AKP, 1999 Depreminden sonra doğal olarak toparlanmaya başlayan ekonomiyi önce kendi başarısı olarak gösterdi. Sonra devlete ve kamuya ait tüm zenginlikler satıldı. Ardından hepimize yaşattığı siyasi, askeri ve ekonomik depremleri sırasıyla buraya yazacak değiliz.
20 yıllık AKP kabusunun başlangıcı 1999 Depremleriydi. Sonra bugüne geldik. Artık gerçekten de adeta devlet yok! Var ama mütareke gücü gibi. Türk milletinin yanında değil, karşısında.
İki büyük deprem, ardından gelen ekonomik kriz ve ABD-AB destekli AKP müdahalesiyle bugünlere geldik. Şimdi de büyük bir ekonomik kriz, ardından gelen iki büyük deprem ve felç olmuş bir siyasi yapı ile karşı karşıyayız.
AKP iktidarı yüzünden, ekonomik ve siyasi krizler artık krizden öte çöküşe dönüştü. Kokuşmuş bir düzenin enkazı altında inleyen ve bu düzeni yıkmaktan başka şansı olmayan bir ulusuz. AKP’den kurtulacak mıyız? Kurtulacağız ama artık elimizi enkaz taşlarının altına koymalıyız.
AKP depremle geldi, depremle gidecek. Tayyip üstünde yükseldiği gerici hareketin, deprem kışkırtıcılığını nasıl kullandığını çok iyi biliyor. “Allah’tan bir işaret” olarak göstermişlerdi bunu kandırılmış halk kitlelerine. Şimdi ise Allah’ın göklerden değil, ama yerin dibinden gelen bir kararı var.

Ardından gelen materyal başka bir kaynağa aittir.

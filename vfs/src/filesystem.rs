use std::fs::{File, OpenOptions};
use std::io::{Read, Seek, SeekFrom, Write};
use std::path::{Path, PathBuf};

use crate::error::{VfsError, VfsResult};
use crate::source::FileSource;
use crate::stream::{InputStream, InputStreamBox, OutputStream, OutputStreamBox, seek_target};

/// File system source for reading and writing files on disk.
///
/// Without a root, paths are used as-is (absolute or relative to the
/// working directory), which is what the `file` scheme and the well-known
/// directory aliases expect. With a root, the path is joined onto it.
/// All I/O is blocking (`std::fs`).
///
/// # Example
///
/// ```ignore
/// let vfs = Vfs::new();
/// vfs.register_scheme("file", FileSystemFileSource::new());
/// vfs.register_scheme_alias("assets", Url::new("file", "./assets"));
///
/// // Reads ./assets/textures/brick.png
/// let bytes = vfs.load(&Url::parse("assets://textures/brick.png"));
/// ```
#[derive(Debug, Clone, Default)]
pub struct FileSystemFileSource {
    root: Option<PathBuf>,
}

impl FileSystemFileSource {
    /// Create a source that uses paths as-is.
    pub fn new() -> Self {
        Self::default()
    }

    /// Create a source rooted at the given directory.
    ///
    /// The directory does not need to exist yet; it is checked at
    /// read/write time.
    pub fn with_root(root: impl Into<PathBuf>) -> Self {
        Self {
            root: Some(root.into()),
        }
    }

    fn resolve(&self, path: &str) -> PathBuf {
        match &self.root {
            Some(root) => root.join(path.trim_start_matches('/')),
            None => PathBuf::from(path),
        }
    }
}

impl FileSource for FileSystemFileSource {
    fn valid(&self) -> bool {
        true
    }

    fn exists(&self, path: &str) -> bool {
        self.resolve(path).is_file()
    }

    fn open(&self, path: &str) -> VfsResult<InputStreamBox> {
        Ok(Box::new(FileInputStream::open(&self.resolve(path))?))
    }

    fn load(&self, path: &str) -> VfsResult<Vec<u8>> {
        Ok(std::fs::read(self.resolve(path))?)
    }

    fn write(&self, path: &str, append: bool) -> VfsResult<OutputStreamBox> {
        Ok(Box::new(FileOutputStream::create(
            &self.resolve(path),
            append,
        )?))
    }
}

/// Read stream over a file on disk.
pub struct FileInputStream {
    file: File,
    pos: u64,
    length: u64,
}

impl FileInputStream {
    pub fn open(path: &Path) -> VfsResult<Self> {
        let file = File::open(path)?;
        let length = file.metadata()?.len();
        Ok(Self {
            file,
            pos: 0,
            length,
        })
    }
}

impl InputStream for FileInputStream {
    fn read(&mut self, dst: &mut [u8]) -> VfsResult<usize> {
        let read = self.file.read(dst)?;
        self.pos += read as u64;
        Ok(read)
    }

    fn seek(&mut self, offset: i64, relative: bool) -> VfsResult<u64> {
        let target = seek_target(self.pos, offset, relative)?;
        self.pos = self.file.seek(SeekFrom::Start(target))?;
        Ok(self.pos)
    }

    fn tell(&self) -> u64 {
        self.pos
    }

    fn length(&self) -> u64 {
        self.length
    }
}

/// Write stream over a file on disk. Parent directories are created.
///
/// Append streams always write at the end of the file and cannot seek.
pub struct FileOutputStream {
    file: File,
    pos: u64,
    append: bool,
}

impl FileOutputStream {
    pub fn create(path: &Path, append: bool) -> VfsResult<Self> {
        if let Some(parent) = path.parent() {
            if !parent.as_os_str().is_empty() {
                std::fs::create_dir_all(parent)?;
            }
        }
        let mut options = OpenOptions::new();
        options.create(true);
        if append {
            options.append(true);
        } else {
            options.write(true).truncate(true);
        }
        let mut file = options.open(path)?;
        let pos = file.seek(SeekFrom::End(0))?;
        Ok(Self { file, pos, append })
    }
}

impl OutputStream for FileOutputStream {
    fn write(&mut self, src: &[u8]) -> VfsResult<usize> {
        let written = self.file.write(src)?;
        self.pos += written as u64;
        Ok(written)
    }

    fn seek(&mut self, offset: i64, relative: bool) -> VfsResult<u64> {
        if self.append {
            return Err(VfsError::Unsupported("seek on append stream"));
        }
        let target = seek_target(self.pos, offset, relative)?;
        self.pos = self.file.seek(SeekFrom::Start(target))?;
        Ok(self.pos)
    }

    fn tell(&self) -> u64 {
        self.pos
    }

    fn flush(&mut self) -> VfsResult<()> {
        self.file.flush()?;
        Ok(())
    }
}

AKP liderinin “Eski Türkiye” diye lanetlediği güzel ülkemizde, kınadığı her şeyin bin kat beterini yaşattı hepimize. Bu hakikaten de kaderin bir cilvesidir, planıdır.
Depremden sonra her zamanki gibi uzunca süre ortadan kaybolan, sonra da korkunç bir suratla tehditler yağdıran adamın, yüzünün ve sinirinin allak bullak olmasının esas nedeni budur.
15 Temmuz gibi ve acı dolu bir gecede bile “bu çıkış, bu hareket Allah’ın bize büyük bir lütfudur” diyebilecek fırsatçılıkta birinden bahsediyoruz. Şimdi enkaz haline getirdiği ülkede kendisi için bir “fırsat”, “çıkış yolu” bir türlü bulamıyor artık. Hezeyanı, öfkesi bundan.
Bu yüzden, Allah’a dahi öfkelendiğine ve elinde olsa O’nu dahi tehdit edeceğine (hâşâ) kalıbımı basarım.
“Nasıl olur ya?! Sen kimsin ya?! Nereden çık bu deprem ya?! Bizim seçimler noktasında daha değişik planlarımız vardı ya?!”
Kendini “seçilmiş” gören şahıs, halkın gözünde “seçkin” bir acı ve yıkım döneminin temsilcisi gibi görülmektedir. Yıllarca istismar ettiği acıların bin katını kendi döneminde yaşatmıştır.
Dört ayak üstüne bu sefer düşemeyecektir! Bu onun için büyük bir moral çöküştür. 6 Şubat sabahına kadar, kendisine hâlâ güvenenler varsa da, onlar için de yaşananlar çok büyük bir işarettir.
Kaderin hükmüne isyan olmaz. AKP gidecek!